Un ami diplomate, qui connaît particulièrement bien l’Afrique, me disait récemment : « Toi qui as connu l’Afrique de l’Ouest au lendemain des indépendances, tu ne la reconnaitrais plus du tout aujourd’hui. » C’est vrai qu’après un séjour de plus d’un an dans l’actuel Burkina Faso, je ne suis plus jamais retourné sur le continent africain, en dépit des amitiés que j’avais laissées là-bas. Aussi est-ce avec le plus vif intérêt que je me suis informé de la visite du président Macron à Ouagadougou, la capitale burkinabée. La ville que j’avais connu, lors de mon temps de coopération, comptait une cinquantaine de milliers d’habitants ; elle en compte aujourd’hui plus d’un million. À mon époque, il n’y avait pas encore d’université. Elle a été créée depuis et n’a cessé de grandir, entourée de nombreux établissements supérieurs. Nous avons pu apprécier les images d’une belle foule étudiante, écoutant mardi avec passion le discours d’Emmanuel Macron.

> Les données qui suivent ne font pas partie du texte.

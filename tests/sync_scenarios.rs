// End-to-end sync behavior over the in-memory remote.

mod support;

use std::time::Duration;
use support::{DeviceOptions, TestDevice};
use vaultsync::adapter::memory::InMemoryAdapter;
use vaultsync::adapter::Adapter;
use vaultsync::encryption::format;
use vaultsync::hashing;
use vaultsync::index::{LastAction, TransferDirection};
use vaultsync::sync::{SyncEvent, SyncError};
use vaultsync::transfer_history::TransferOutcome;
use vaultsync::EncryptionEngine;

#[tokio::test]
async fn test_identical_unindexed_file_is_adopted_without_transfer() {
    support::tracing_init();
    let adapter = InMemoryAdapter::new("vault");
    adapter
        .upload_file("notes/a.md", b"hello", 1_000, None)
        .await
        .unwrap();

    let device = TestDevice::new(&adapter, DeviceOptions::named("device-a")).await;
    device.write("notes/a.md", b"hello").await;
    device.sync().await;

    let entry = device.entry("notes/a.md").await.expect("entry missing");
    assert_eq!(
        entry.ancestor_hash.as_deref(),
        Some("5d41402abc4b2a76b9719d911017c592")
    );
    // No second upload happened: the file has no revisions.
    assert!(adapter.list_revisions("notes/a.md").await.unwrap().is_empty());
    assert_eq!(device.read("notes/a.md").await.unwrap(), b"hello");
}

#[tokio::test]
async fn test_new_local_file_pushes() {
    support::tracing_init();
    let adapter = InMemoryAdapter::new("vault");
    let device = TestDevice::new(&adapter, DeviceOptions::named("device-a")).await;

    device.write("docs/x.md", b"v1").await;
    device.sync().await;

    assert_eq!(adapter.file_content("docs/x.md").await.unwrap(), b"v1");
    let entry = device.entry("docs/x.md").await.unwrap();
    assert_eq!(entry.last_action, LastAction::Push);
    assert_eq!(entry.hash, hashing::content_hash(b"v1"));
    assert_eq!(entry.plain_hash, entry.hash);
}

#[tokio::test]
async fn test_new_remote_file_pulls() {
    support::tracing_init();
    let adapter = InMemoryAdapter::new("vault");
    let writer = TestDevice::new(&adapter, DeviceOptions::named("device-a")).await;
    writer.write("n.md", b"shared note\n").await;
    writer.sync().await;

    let reader = TestDevice::new(&adapter, DeviceOptions::named("device-b")).await;
    reader.sync().await;

    assert_eq!(reader.read("n.md").await.unwrap(), b"shared note\n");
    let entry = reader.entry("n.md").await.unwrap();
    assert_eq!(entry.last_action, LastAction::Pull);
    assert_eq!(entry.ancestor_hash.as_deref(), Some(entry.plain_hash.as_str()));
}

#[tokio::test]
async fn test_concurrent_disjoint_edits_merge_line_level() {
    support::tracing_init();
    let adapter = InMemoryAdapter::new("vault");
    let device_a = TestDevice::new(&adapter, DeviceOptions::named("device-a")).await;
    let device_b = TestDevice::new(&adapter, DeviceOptions::named("device-b")).await;

    // Both devices share the baseline.
    device_a.write("n.md", b"A\nB\nC\n").await;
    device_a.sync().await;
    device_b.sync().await;
    assert_eq!(device_b.read("n.md").await.unwrap(), b"A\nB\nC\n");

    // Divergent edits on different lines.
    device_a.write("n.md", b"A\nB1\nC\n").await;
    device_a.sync().await;
    device_b.write("n.md", b"A\nB\nC2\n").await;
    device_b.sync().await;

    assert_eq!(device_b.read("n.md").await.unwrap(), b"A\nB1\nC2\n");
    let entry = device_b.entry("n.md").await.unwrap();
    assert_eq!(entry.last_action, LastAction::Merge);
    assert_eq!(
        adapter.file_content("n.md").await.unwrap(),
        b"A\nB1\nC2\n",
        "merged result was pushed back"
    );

    // The first device converges on its next cycle.
    device_a.sync().await;
    assert_eq!(device_a.read("n.md").await.unwrap(), b"A\nB1\nC2\n");
}

#[tokio::test]
async fn test_same_line_edits_keep_both_via_conflict_rename() {
    support::tracing_init();
    let adapter = InMemoryAdapter::new("vault");
    let device_a = TestDevice::new(&adapter, DeviceOptions::named("device-a")).await;
    let mut device_b = TestDevice::new(&adapter, DeviceOptions::named("device-b")).await;

    device_a.write("n.md", b"A\nB\nC\n").await;
    device_a.sync().await;
    device_b.sync().await;

    device_a.write("n.md", b"A\nB1\nC\n").await;
    device_a.sync().await;
    device_b.write("n.md", b"A\nB2\nC\n").await;
    device_b.sync().await;

    // Remote version landed at the original path.
    assert_eq!(device_b.read("n.md").await.unwrap(), b"A\nB1\nC\n");

    // The local version survives under a conflict name.
    let paths = device_b.local_paths().await;
    let conflict = paths
        .iter()
        .find(|p| p.contains("(Conflict "))
        .expect("conflict sibling missing");
    assert!(conflict.starts_with("n (Conflict "));
    assert!(conflict.ends_with(".md"));
    assert_eq!(device_b.read(conflict).await.unwrap(), b"A\nB2\nC\n");

    let mut saw_notice = false;
    while let Ok(event) = device_b.events.sync.try_recv() {
        if matches!(event, SyncEvent::ConflictRenamed { .. }) {
            saw_notice = true;
        }
    }
    assert!(saw_notice, "conflict notice missing");

    // Next cycle pushes the conflict copy to the remote.
    device_b.sync().await;
    assert_eq!(
        adapter.file_content(conflict).await.unwrap(),
        b"A\nB2\nC\n"
    );
}

#[tokio::test]
async fn test_large_file_defers_to_queue() {
    support::tracing_init();
    let adapter = InMemoryAdapter::new("vault");
    let device = TestDevice::new(
        &adapter,
        DeviceOptions::named("device-a").with_threshold(1024),
    )
    .await;
    let queue = &device.orchestrator.context().queue;

    // Keep the worker gated so the deferred state is observable.
    queue.set_online(false);

    let big = vec![7u8; 2048];
    device.write("big.bin", &big).await;
    device.sync().await;

    assert!(adapter.file_content("big.bin").await.is_none());
    assert_eq!(queue.pending_len().await, 1);
    let entry = device.entry("big.bin").await.unwrap();
    let pending = entry.pending_transfer.expect("pending marker missing");
    assert_eq!(pending.direction, TransferDirection::Push);
    assert_eq!(pending.snapshot_hash, hashing::content_hash(&big));

    queue.set_online(true);
    device.drain_queue().await;

    assert_eq!(adapter.file_content("big.bin").await.unwrap(), big);
    let entry = device.entry("big.bin").await.unwrap();
    assert!(entry.pending_transfer.is_none());
    assert_eq!(entry.last_action, LastAction::Push);

    let history = queue.history();
    let history = history.lock().await;
    let record = history
        .list()
        .into_iter()
        .find(|r| r.path == "big.bin")
        .unwrap();
    assert_eq!(record.outcome, TransferOutcome::Completed);
}

#[tokio::test]
async fn test_stale_snapshot_cancels_deferred_push() {
    support::tracing_init();
    let adapter = InMemoryAdapter::new("vault");
    let device = TestDevice::new(
        &adapter,
        DeviceOptions::named("device-a").with_threshold(1024),
    )
    .await;
    let queue = &device.orchestrator.context().queue;
    queue.set_online(false);

    device.write("big.bin", &vec![1u8; 2048]).await;
    device.sync().await;
    assert_eq!(queue.pending_len().await, 1);

    // Overwrite before the queue drains; the mtime moves past the snapshot.
    tokio::time::sleep(Duration::from_millis(50)).await;
    device.write("big.bin", &vec![2u8; 2048]).await;

    queue.set_online(true);
    device.drain_queue().await;

    assert!(
        adapter.file_content("big.bin").await.is_none(),
        "stale snapshot must not upload"
    );
    let history = queue.history();
    let history = history.lock().await;
    let record = history
        .list()
        .into_iter()
        .find(|r| r.path == "big.bin")
        .unwrap();
    assert_eq!(record.outcome, TransferOutcome::Cancelled);
    assert!(device.orchestrator.context().dirty.is_dirty("big.bin"));

    // The next cycle pushes the fresh content.
    device.sync().await;
    device.drain_queue().await;
    assert_eq!(adapter.file_content("big.bin").await.unwrap(), vec![2u8; 2048]);
}

#[tokio::test]
async fn test_local_delete_propagates_to_remote() {
    support::tracing_init();
    let adapter = InMemoryAdapter::new("vault");
    let device_a = TestDevice::new(&adapter, DeviceOptions::named("device-a")).await;
    let device_b = TestDevice::new(&adapter, DeviceOptions::named("device-b")).await;

    device_a.write("gone.md", b"bye").await;
    device_a.write("stays.md", b"hi").await;
    device_a.sync().await;
    device_b.sync().await;

    tokio::fs::remove_file(
        device_a
            .orchestrator
            .context()
            .vault
            .root()
            .join("gone.md"),
    )
    .await
    .unwrap();
    device_a.sync().await;
    assert!(adapter.file_content("gone.md").await.is_none());

    // The other device drops its copy on the next cycle.
    device_b.sync().await;
    assert!(device_b.read("gone.md").await.is_none());
    assert_eq!(device_b.read("stays.md").await.unwrap(), b"hi");
}

#[tokio::test]
async fn test_mass_delete_is_refused() {
    support::tracing_init();
    let adapter = InMemoryAdapter::new("vault");
    let device = TestDevice::new(&adapter, DeviceOptions::named("device-a")).await;

    for i in 0..12 {
        device.write(&format!("doc{i:02}.md"), b"content").await;
    }
    device.sync().await;

    // Simulate a provider-side wipe (or a broken listing).
    for i in 0..12 {
        let meta = adapter
            .get_file_metadata(&format!("doc{i:02}.md"))
            .await
            .unwrap()
            .unwrap();
        adapter.delete_file(&meta.id).await.unwrap();
    }

    let err = device
        .orchestrator
        .request_sync(vaultsync::SyncRequest::default())
        .await
        .unwrap_err();
    assert!(matches!(err, SyncError::MassDeleteRefused { .. }));

    // Nothing was deleted locally.
    assert_eq!(device.local_paths().await.len(), 12);
}

#[tokio::test]
async fn test_encrypted_vault_roundtrip_between_devices() {
    support::tracing_init();
    let key = EncryptionEngine::generate_key_hex();
    let adapter = InMemoryAdapter::new("vault");

    let device_a = TestDevice::new(
        &adapter,
        DeviceOptions::named("device-a")
            .with_encryption(EncryptionEngine::from_hex_key(&key).unwrap()),
    )
    .await;
    let device_b = TestDevice::new(
        &adapter,
        DeviceOptions::named("device-b")
            .with_encryption(EncryptionEngine::from_hex_key(&key).unwrap()),
    )
    .await;

    device_a.write("secret.md", b"do not leak\n").await;
    device_a.sync().await;

    // The remote only ever sees ciphertext.
    let stored = adapter.file_content("secret.md").await.unwrap();
    assert_ne!(stored, b"do not leak\n");
    let needle = b"do not leak";
    assert!(!stored.windows(needle.len()).any(|w| w == needle));

    device_b.sync().await;
    assert_eq!(device_b.read("secret.md").await.unwrap(), b"do not leak\n");

    // Index carries both digests so reconciliation works hash-only.
    let entry = device_b.entry("secret.md").await.unwrap();
    assert_eq!(entry.plain_hash, hashing::content_hash(b"do not leak\n"));
    assert_ne!(entry.hash, entry.plain_hash);
}

#[tokio::test]
async fn test_migration_to_encrypted_vault() {
    support::tracing_init();
    let adapter = InMemoryAdapter::new("vault");
    let device = TestDevice::new(&adapter, DeviceOptions::named("device-a")).await;

    device.write("notes/a.md", b"plain one\n").await;
    device.write("b.md", b"plain two\n").await;
    device.sync().await;
    assert_eq!(
        adapter.file_content("notes/a.md").await.unwrap(),
        b"plain one\n"
    );

    let key = EncryptionEngine::generate_key_hex();
    let engine = EncryptionEngine::from_hex_key(&key).unwrap();
    vaultsync::migration::migrate_to_encrypted(
        &device.orchestrator,
        engine.clone(),
        b"wrapped-key-blob".to_vec(),
    )
    .await
    .unwrap();

    // Canonical paths now hold ciphertext that the vault key opens.
    let stored = adapter.file_content("notes/a.md").await.unwrap();
    assert_ne!(stored, b"plain one\n");
    assert_eq!(
        format::decrypt_auto(&engine, &stored).unwrap(),
        b"plain one\n"
    );

    // The vault-lock marks the vault as encrypted; the plaintext tree is
    // parked under a dated backup.
    assert!(adapter
        .file_content("data/remote/vault-lock.vault")
        .await
        .is_some());
    let listing = adapter.list_files(None).await.unwrap();
    assert!(listing
        .iter()
        .any(|r| r.path.starts_with("migration/backup-") && r.path.ends_with("notes/a.md")));

    // The engine keeps syncing, encrypted, without re-uploading everything.
    device.write("c.md", b"new after migration\n").await;
    device.sync().await;
    let stored = adapter.file_content("c.md").await.unwrap();
    assert_ne!(stored, b"new after migration\n");
    assert_eq!(
        format::decrypt_auto(&engine, &stored).unwrap(),
        b"new after migration\n"
    );
    assert_eq!(device.read("notes/a.md").await.unwrap(), b"plain one\n");
}

#[tokio::test]
async fn test_second_migration_is_refused() {
    support::tracing_init();
    let adapter = InMemoryAdapter::new("vault");
    let device = TestDevice::new(&adapter, DeviceOptions::named("device-a")).await;
    device.write("a.md", b"x").await;
    device.sync().await;

    let engine = EncryptionEngine::from_hex_key(&EncryptionEngine::generate_key_hex()).unwrap();
    vaultsync::migration::migrate_to_encrypted(&device.orchestrator, engine.clone(), b"k".to_vec())
        .await
        .unwrap();

    let err = vaultsync::migration::migrate_to_encrypted(
        &device.orchestrator,
        engine,
        b"k".to_vec(),
    )
    .await
    .unwrap_err();
    assert!(matches!(err, SyncError::MigrationRefused(_)));
}

#[tokio::test]
async fn test_unchanged_vault_short_circuits() {
    support::tracing_init();
    let adapter = InMemoryAdapter::new("vault");
    let device = TestDevice::new(&adapter, DeviceOptions::named("device-a")).await;
    device.write("a.md", b"stable").await;
    device.sync().await;

    let revisions_before = adapter
        .list_revisions("data/remote/sync-index.json")
        .await
        .unwrap()
        .len();

    // A cycle with nothing dirty and an unmoved remote index writes nothing.
    device.sync().await;
    let revisions_after = adapter
        .list_revisions("data/remote/sync-index.json")
        .await
        .unwrap()
        .len();
    assert_eq!(revisions_before, revisions_after);
}
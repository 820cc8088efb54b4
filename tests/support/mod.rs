// Shared fixtures for the end-to-end sync tests.
//
// A `TestDevice` is one full engine instance (vault dir, data dir, indices,
// queue) pointed at a shared in-memory remote. Two devices built over the
// same adapter model two machines syncing one vault.

use std::path::PathBuf;
use std::sync::Arc;
use std::time::Duration;
use vaultsync::adapter::memory::InMemoryAdapter;
use vaultsync::index::IndexEntry;
use vaultsync::sync::{EngineEvents, SyncOrchestrator, SyncRequest};
use vaultsync::{EncryptionEngine, SyncConfig};

/// Initialize tracing for tests with proper test output handling
pub fn tracing_init() {
    let _ = tracing_subscriber::fmt()
        .with_test_writer()
        .with_line_number(true)
        .with_target(false)
        .with_file(true)
        .try_init();
}

pub struct TestDevice {
    pub orchestrator: SyncOrchestrator,
    pub events: EngineEvents,
    pub adapter: InMemoryAdapter,
    _vault_dir: tempfile::TempDir,
    _data_dir: tempfile::TempDir,
    vault_root: PathBuf,
}

pub struct DeviceOptions {
    pub name: &'static str,
    pub large_file_threshold: u64,
    pub encryption: Option<EncryptionEngine>,
}

impl DeviceOptions {
    pub fn named(name: &'static str) -> Self {
        DeviceOptions {
            name,
            large_file_threshold: 1024 * 1024,
            encryption: None,
        }
    }

    pub fn with_threshold(mut self, threshold: u64) -> Self {
        self.large_file_threshold = threshold;
        self
    }

    pub fn with_encryption(mut self, engine: EncryptionEngine) -> Self {
        self.encryption = Some(engine);
        self
    }
}

impl TestDevice {
    pub async fn new(adapter: &InMemoryAdapter, options: DeviceOptions) -> Self {
        let vault_dir = tempfile::tempdir().unwrap();
        let data_dir = tempfile::tempdir().unwrap();
        let config = SyncConfig {
            device_id: options.name.to_string(),
            data_root: data_dir.path().to_path_buf(),
            large_file_threshold: options.large_file_threshold,
            chunked_format_threshold: 4 * 1024,
            ..SyncConfig::default()
        };
        let vault_root = vault_dir.path().to_path_buf();
        let (orchestrator, events) = SyncOrchestrator::new(
            config,
            vault_root.clone(),
            Arc::new(adapter.clone()),
            options.encryption,
        )
        .await
        .unwrap();

        TestDevice {
            orchestrator,
            events,
            adapter: adapter.clone(),
            _vault_dir: vault_dir,
            _data_dir: data_dir,
            vault_root,
        }
    }

    pub async fn write(&self, rel: &str, content: &[u8]) {
        let path = self.vault_root.join(rel);
        if let Some(parent) = path.parent() {
            tokio::fs::create_dir_all(parent).await.unwrap();
        }
        tokio::fs::write(&path, content).await.unwrap();
    }

    pub async fn read(&self, rel: &str) -> Option<Vec<u8>> {
        tokio::fs::read(self.vault_root.join(rel)).await.ok()
    }

    pub async fn local_paths(&self) -> Vec<String> {
        self.orchestrator
            .context()
            .vault
            .scan()
            .await
            .unwrap()
            .into_iter()
            .map(|f| f.path)
            .collect()
    }

    pub async fn sync(&self) {
        self.orchestrator
            .request_sync(SyncRequest::default())
            .await
            .unwrap();
    }

    pub async fn entry(&self, path: &str) -> Option<IndexEntry> {
        self.orchestrator
            .context()
            .local_index
            .lock()
            .await
            .get(path)
            .cloned()
    }

    pub async fn drain_queue(&self) {
        let queue = &self.orchestrator.context().queue;
        for _ in 0..300 {
            if !queue.has_pending().await {
                // One extra tick lets the worker finish bookkeeping.
                tokio::time::sleep(Duration::from_millis(20)).await;
                return;
            }
            tokio::time::sleep(Duration::from_millis(20)).await;
        }
        panic!("transfer queue did not drain");
    }
}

Mon ami diplomate me disait aussi : « Il ne faut pas avoir une vision trop pessimiste du continent africain, il se développe et il a de nombreuses ressources. » C’était d’ailleurs l’image qu’il nous donnait avec cette jeunesse ardente, réactive. Dans les années soixante, le fameux agronome René Dumont publiait un livre réquisitoire : L’Afrique est mal partie. Ce n’est plus le cas aujourd’hui, en dépit des défis formidables que le président a évoqués : défi terroriste avec le fondamentalisme islamiste qui a frappé par deux fois Ouagadougou, défi climatique qui ravage le Sahel plus que toute autre région du monde, défi démographique avec 450 millions de jeunes à insérer sur le marché du travail, défi de l’urbanisation – à Ouaga, c’était inutile d’en faire la démonstration.
La France sera-t-elle au rendez-vous d’une nouvelle coopération indispensable pour relever ces défis ? On le souhaite de tout cœur. C’était déjà mon vœu le plus ardent, lorsque j’imaginais l’avenir des soixante jeunes écoliers que j’avais dans ma classe de CE2. Vœu qui a été déçu. Mais ce n’est pas une raison pour ne pas reprendre tout à neuf. J’ai apprécié, pour ma part, qu’Emmanuel Macron refuse de se laisser enfermer dans des débats paralysants. La question n’est pas de débattre sans fin des méfaits de la colonisation, mais de déterminer les moyens de coopération qui propulseront l’Afrique vers son développement, en exorcisant la tentation d’une migration massive de ses élites les plus performantes.
Chronique diffusée sur Radio Notre-Dame le 30 novembre 2017.